El ámbar tiene un valor mítico desde milenios, una fascinación que no se acaba. Ella y yo lo mirábamos en las cristaleras de Tallin, y alucinábamos con algunas formas desmesuradas y oníricas, escarabajos gigantes o caprichosos, hojas de abetos con todas las nervaduras, tallos con colores imposibles, mariposas galácticas, todos los secretos más íntimos de la tierra preservados para nosotros. La naturaleza del Norte dice: “te he guardado esto”, y tenemos que quedarnos como niños asombrados. Entramos en una tienda y nos pusimos a escoger. Yo quería que ella tuviera en el cuello un collar modesto con cuentas de ámbar, que llevara siempre encima un poco de la magia del Norte.

Desde antes de nuestra civilización había rutas que bajaban desde el Báltico hasta Grecia o hasta las Galias, afrontando todos los peligros, que bajaban por Rusia o por los pueblos germánicos o que atravesaban los Alpes sin dejarse amedrentar. Podríamos ver a los fineses así. Seres metidos en su resina que parecen callados, pero no dejan de contar historias en secreto para quien quiera escucharlas y vivir sus leyendas calladamente. Y es también una forma de estar preservados para siempre, de que no venga la gente con sus clasificaciones y sus negaciones. Allí en el Norte se rompieron tantos prejuicios, se abrieron tantas palabras, se ensayaron otras morales, se intuyeron libertades. Tal vez más que en la Grecia clásica.

Por eso se asustó Ganivet cuando vio aquellas cosas insólitas, las mujeres estudiando como los hombres, escuelas por todas partes, infinidad de bibliotecas, una vida espiritual que tuviera cualquier persona, los altos cargos al nivel de la gente. Él los veía poco menos que como chalados. Pero lo hiperbóreo es el mundo de los bosques donde los elfos son libres, como señala Tolkien en El señor de los anillos.

Nietzsche dice que es hiperbóreo porque se ha puesto más allá de la moral corriente, de los prejuicios y los tópicos, porque se ha metido en el corazón de la vida. Por eso Nietzsche influyó tanto en el Norte, palpita en las obras hormigueantes de Sillanpaa   en las liberaciones de Edith Sodergran. Y todo eso sin bombos ni platillos, sin querer imponerlo a otros países del mundo, sin usar bocinas y trombazos. Más bien con la campanilla de  Kalevipoeg pintada por Oskar Kallis, con señales entre barca y barca en los lagos, con pináculos en las iglesias de madera.

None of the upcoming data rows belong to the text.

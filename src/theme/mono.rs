//! Monochrome / terminal themes: cinematic, tech, geek, simplicity.

use super::{
    H, Strategy, W, centered_baseline, grid_if_enabled, hash_tags, padded, page_block, title_block,
};
use crate::card::{Anchor, Paint, Primitive, Stroke, TextBlock};
use crate::post::PostData;
use crate::style::VisualStyle;

const PAD: f32 = 32.0;
const TEXT_W: f32 = W - 2.0 * PAD;

pub(super) static CINEMATIC: Strategy = Strategy {
    background: cinematic_background,
    cover: cinematic_cover,
    content: cinematic_content,
};

pub(super) static TECH: Strategy = Strategy {
    background: tech_background,
    cover: tech_cover,
    content: tech_content,
};

pub(super) static GEEK: Strategy = Strategy {
    background: grid_if_enabled,
    cover: geek_cover,
    content: geek_content,
};

pub(super) static SIMPLICITY: Strategy = Strategy {
    background: simplicity_background,
    cover: simplicity_cover,
    content: simplicity_content,
};

// ============================================================================
// Cinematic (letterboxed, no chrome)
// ============================================================================

const BAR: f32 = 56.0;

fn cinematic_background(_style: &VisualStyle) -> Vec<Primitive> {
    let bar = |y: f32| Primitive::Rect {
        x: 0.0,
        y,
        width: W,
        height: BAR,
        fill: Some(Paint::Solid(super::BLACK)),
        stroke: None,
        radius: 0.0,
        opacity: 1.0,
    };
    vec![bar(0.0), bar(H - BAR)]
}

fn cinematic_cover(data: &PostData, style: &VisualStyle) -> Vec<Primitive> {
    let mut title = title_block(data, style, TEXT_W);
    title.letter_spacing = 2.0;
    let y = centered_baseline(&title, H / 2.0).max(BAR + 60.0);

    let mut prims = vec![Primitive::Line {
        x1: W / 2.0 - 30.0,
        y1: y - title.size - 18.0,
        x2: W / 2.0 + 30.0,
        y2: y - title.size - 18.0,
        color: style.accent_color,
        width: 1.0,
        opacity: 0.9,
    }];
    prims.push(Primitive::Text(
        title.at(W / 2.0, y).anchored(Anchor::Middle),
    ));

    if let Some(tags) = hash_tags(data, style, 11.0, style.text_color) {
        let mut tags = tags;
        tags.letter_spacing = 1.5;
        prims.push(Primitive::Text(
            tags.at(W / 2.0, H - BAR - 28.0)
                .anchored(Anchor::Middle)
                .opacity(0.6),
        ));
    }
    prims
}

fn cinematic_content(data: &PostData, style: &VisualStyle, n: usize) -> Vec<Primitive> {
    let scene = format!("SCENE {}", padded(n));
    let mut prims = vec![Primitive::Text(
        TextBlock::label(&scene, style.body_font(), 11.0, style.accent_color)
            .at(W / 2.0, BAR + 36.0)
            .anchored(Anchor::Middle)
            .letter_spacing(2.0),
    )];
    let body = page_block(data, style, n, TEXT_W);
    let y = centered_baseline(&body, H / 2.0).max(BAR + 70.0);
    prims.push(Primitive::Text(body.at(W / 2.0, y).anchored(Anchor::Middle)));
    prims
}

// ============================================================================
// Tech (terminal session)
// ============================================================================

fn tech_background(style: &VisualStyle) -> Vec<Primitive> {
    vec![Primitive::LineGrid {
        spacing: 40.0,
        color: style.primary_color,
        opacity: 0.08,
    }]
}

fn tech_cover(data: &PostData, style: &VisualStyle) -> Vec<Primitive> {
    let mut prims = vec![Primitive::Text(
        TextBlock::label("$ cat title.txt", style.body_font(), 12.0, style.primary_color)
            .at(PAD, 120.0)
            .opacity(0.7),
    )];

    let title = title_block(data, style, TEXT_W);
    let y = centered_baseline(&title, 246.0).max(170.0);
    let block_bottom = y + title.block_height();
    prims.push(Primitive::Text(title.at(PAD, y).bold()));

    // Block cursor after the last title line.
    prims.push(Primitive::Rect {
        x: PAD,
        y: block_bottom + 16.0,
        width: 12.0,
        height: 20.0,
        fill: Some(Paint::Solid(style.primary_color)),
        stroke: None,
        radius: 0.0,
        opacity: 0.9,
    });

    if !data.tags.is_empty() {
        let joined = data
            .tags
            .iter()
            .take(3)
            .map(|t| format!("[{t}]"))
            .collect::<Vec<_>>()
            .join(" ");
        prims.push(Primitive::Text(
            TextBlock::label(&joined, style.body_font(), 12.0, style.accent_color)
                .at(PAD, H - 72.0),
        ));
    }
    prims
}

fn tech_content(data: &PostData, style: &VisualStyle, n: usize) -> Vec<Primitive> {
    let prompt = format!("user@card:~/page-{}", padded(n));
    let mut prims = vec![Primitive::Text(
        TextBlock::label(&prompt, style.body_font(), 12.0, style.accent_color).at(PAD, 84.0),
    )];
    prims.push(Primitive::Line {
        x1: PAD,
        y1: 98.0,
        x2: W - PAD,
        y2: 98.0,
        color: style.primary_color,
        width: 1.0,
        opacity: 0.3,
    });
    prims.push(Primitive::Text(
        page_block(data, style, n, TEXT_W).at(PAD, 132.0),
    ));
    prims
}

// ============================================================================
// Geek (source listing with a line-number gutter)
// ============================================================================

fn geek_cover(data: &PostData, style: &VisualStyle) -> Vec<Primitive> {
    let mut prims = vec![Primitive::Text(
        TextBlock::label("<h1>", style.body_font(), 14.0, style.accent_color).at(PAD, 150.0),
    )];

    let title = title_block(data, style, TEXT_W - 24.0);
    let y = centered_baseline(&title, 246.0).max(190.0);
    let block_bottom = y + title.block_height();
    prims.push(Primitive::Text(title.at(PAD + 20.0, y).bold()));

    prims.push(Primitive::Text(
        TextBlock::label("</h1>", style.body_font(), 14.0, style.accent_color)
            .at(PAD, block_bottom + 34.0),
    ));

    if !data.tags.is_empty() {
        let joined = data
            .tags
            .iter()
            .take(3)
            .map(|t| format!("@{t}"))
            .collect::<Vec<_>>()
            .join(" ");
        prims.push(Primitive::Text(
            TextBlock::label(&joined, style.body_font(), 12.0, style.primary_color)
                .at(PAD, H - 72.0)
                .opacity(0.7),
        ));
    }
    prims
}

fn geek_content(data: &PostData, style: &VisualStyle, n: usize) -> Vec<Primitive> {
    let gutter_w = 26.0;
    let body = page_block(data, style, n, TEXT_W - gutter_w);

    let mut prims = Vec::new();
    // Line-number gutter mirrors the wrapped body line for line.
    for i in 0..body.lines.len() {
        let line_y = 120.0 + i as f32 * style.body_font_size * style.line_height;
        prims.push(Primitive::Text(
            TextBlock::label(&padded(i + 1), style.body_font(), 11.0, style.text_color)
                .at(PAD + 16.0, line_y)
                .anchored(Anchor::End)
                .opacity(0.3),
        ));
    }
    prims.push(Primitive::Text(body.at(PAD + gutter_w, 120.0)));
    prims
}

// ============================================================================
// Simplicity (hairline frame, serif column)
// ============================================================================

fn simplicity_background(style: &VisualStyle) -> Vec<Primitive> {
    vec![
        Primitive::Rect {
            x: 12.0,
            y: 12.0,
            width: W - 24.0,
            height: H - 24.0,
            fill: None,
            stroke: Some(Stroke {
                color: style.text_color,
                width: 1.0,
            }),
            radius: 0.0,
            opacity: 0.35,
        },
        Primitive::Line {
            x1: W / 2.0 - 16.0,
            y1: 40.0,
            x2: W / 2.0 + 16.0,
            y2: 40.0,
            color: style.accent_color,
            width: 2.0,
            opacity: 1.0,
        },
    ]
}

fn simplicity_cover(data: &PostData, style: &VisualStyle) -> Vec<Primitive> {
    let title = title_block(data, style, TEXT_W - 40.0);
    let y = centered_baseline(&title, 240.0).max(150.0);

    let mut prims = vec![Primitive::Text(
        title.at(W / 2.0, y).anchored(Anchor::Middle),
    )];

    if !data.tags.is_empty() {
        let joined = data.tags.iter().take(3).cloned().collect::<Vec<_>>().join(" \u{00b7} ");
        prims.push(Primitive::Text(
            TextBlock::label(&joined, style.body_font(), 12.0, style.text_color)
                .at(W / 2.0, H - 80.0)
                .anchored(Anchor::Middle)
                .opacity(0.6),
        ));
    }
    prims
}

fn simplicity_content(data: &PostData, style: &VisualStyle, n: usize) -> Vec<Primitive> {
    let mut prims = vec![Primitive::Text(
        TextBlock::label(&padded(n), style.body_font(), 12.0, style.accent_color)
            .at(W / 2.0, 88.0)
            .anchored(Anchor::Middle)
            .letter_spacing(1.0),
    )];
    // Narrow centered column.
    let body = page_block(data, style, n, 260.0);
    let y = centered_baseline(&body, H / 2.0).max(120.0);
    prims.push(Primitive::Text(body.at(W / 2.0, y).anchored(Anchor::Middle)));
    prims
}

Decimos que los fineses son lo máximo en educación, que son muy pacíficos, que no hay apenas delincuencia, nos maravillamos con muchas de sus cosas, aunque a veces nos parezcan tristones y aburridos. Pero es porque respetan a las personas, porque en el fondo lo respetan todo y lo aman todo, no solo a los niños, en los cuales piensan en tantos sitios, para los cuales han construido tantas cosas, la isla de los Mumin en Naantali, el pueblo de Santa Claus en Laponia, el Museo de las Invenciones Inútiles en Uusikauppunki. Lo suyo no es la cultura del desprecio, sino la de la resistencia, como diría Ernesto Sabato. Esa resistencia que muestra el limpiabotas de El Havre en la película de Kaurismaki, y la de todos los que ayudan al chico a escaparse en el barco.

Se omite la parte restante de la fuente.